Chelsea Joe
MIT Department: Media Arts and Sciences
Faculty Mentor: Prof. Cynthia Breazeal
Research Supervisors: Safinah Ali, Hae Won Park
Undergraduate Institution: Dartmouth College
Hometown: Las Vegas, Nevada
Website: LinkedIn, Intern’s Website
Biography
Chelsea Joe is a rising senior at Dartmouth College, double majoring in Computer Science and Neuroscience. Her passion lies at the intersection of Artificial Intelligence, Wearables, and Robotics—inhuman tools that can be leveraged to support meaningful human connections. Chelsea aims to apply her interests in Natural Language Processing and Human-Computer Interaction to develop technologies in the fields of human cognition and AI to enhance the human experience. She received the 2024 Activision Blizzard King Inclusion in Gaming Scholarship and has participated in the Meta ABCS Program, the CodePath Development Program, and the Apple Pathways Alliance Program. As an MSRP intern in Personal Robots at the MIT Media Lab, her project focuses on how Large Language Models can analyze parent-child interactions to generate effective parenting strategies. During the summer, she aims to gain more experience in AI and HCI research and make meaningful connections.
Abstract
Learning to Parent: Personalized Strategies for Parent-Child Interaction
Chelsea Joe1, Hae Won Park2 and Cynthia Breazeal2
1Department of Computer Science, Dartmouth College
2Department of Media Arts and Sciences, Massachusetts Institute of Technology
Traditional Reinforcement Learning (RL) methods in robotics are resource-intensive and lack flexibility across various scenarios. This project explores a new approach utilizing Large Language Models (LLMs) to analyze parent-child interaction data and generate high-level insights for personalized parenting strategies. The primary goal is to develop a framework that collects episodes of parent-child interactions, group similar episodes, and extract high-level insights from them. The approach focuses on real-time insight extraction – when similar episodes are encountered, relevant insights are retrieved and updated, enabling generalization to various scenarios even with limited data and context. To achieve this, an experiential learning framework was developed that dynamically adapts and generalizes insights from limited data to different scenarios. Additionally, this framework will recognize meaningful interaction episodes in real-time, allowing for immediate analysis and response.
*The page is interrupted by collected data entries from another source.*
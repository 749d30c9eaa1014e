use serde::{Deserialize, Serialize};

/// Liveness body for `/health`.
#[derive(Serialize, Debug)]
pub struct Health {
    pub status: &'static str,
}

/// Plain `{"ok": true}` acknowledgement returned by mutating endpoints.
#[derive(Serialize, Deserialize, Debug, Clone, Copy, PartialEq, Eq)]
pub struct Ack {
    pub ok: bool,
}

impl Ack {
    pub fn ok() -> Self { Self { ok: true } }
}
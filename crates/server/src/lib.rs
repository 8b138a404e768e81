pub mod admin;
pub mod errors;
pub mod orders;
pub mod routes;
pub mod startup;

pub use startup::run;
The insights generated from this data is stored in a structured database and utilized for Retrieval-Augmented Generation to create personalized parenting strategies. The resulting model learns the strategies of parental dialogic and negotiation behaviors, trains on the collected insights, and ultimately generates personalized parenting strategies tailored to each parent’s unique style.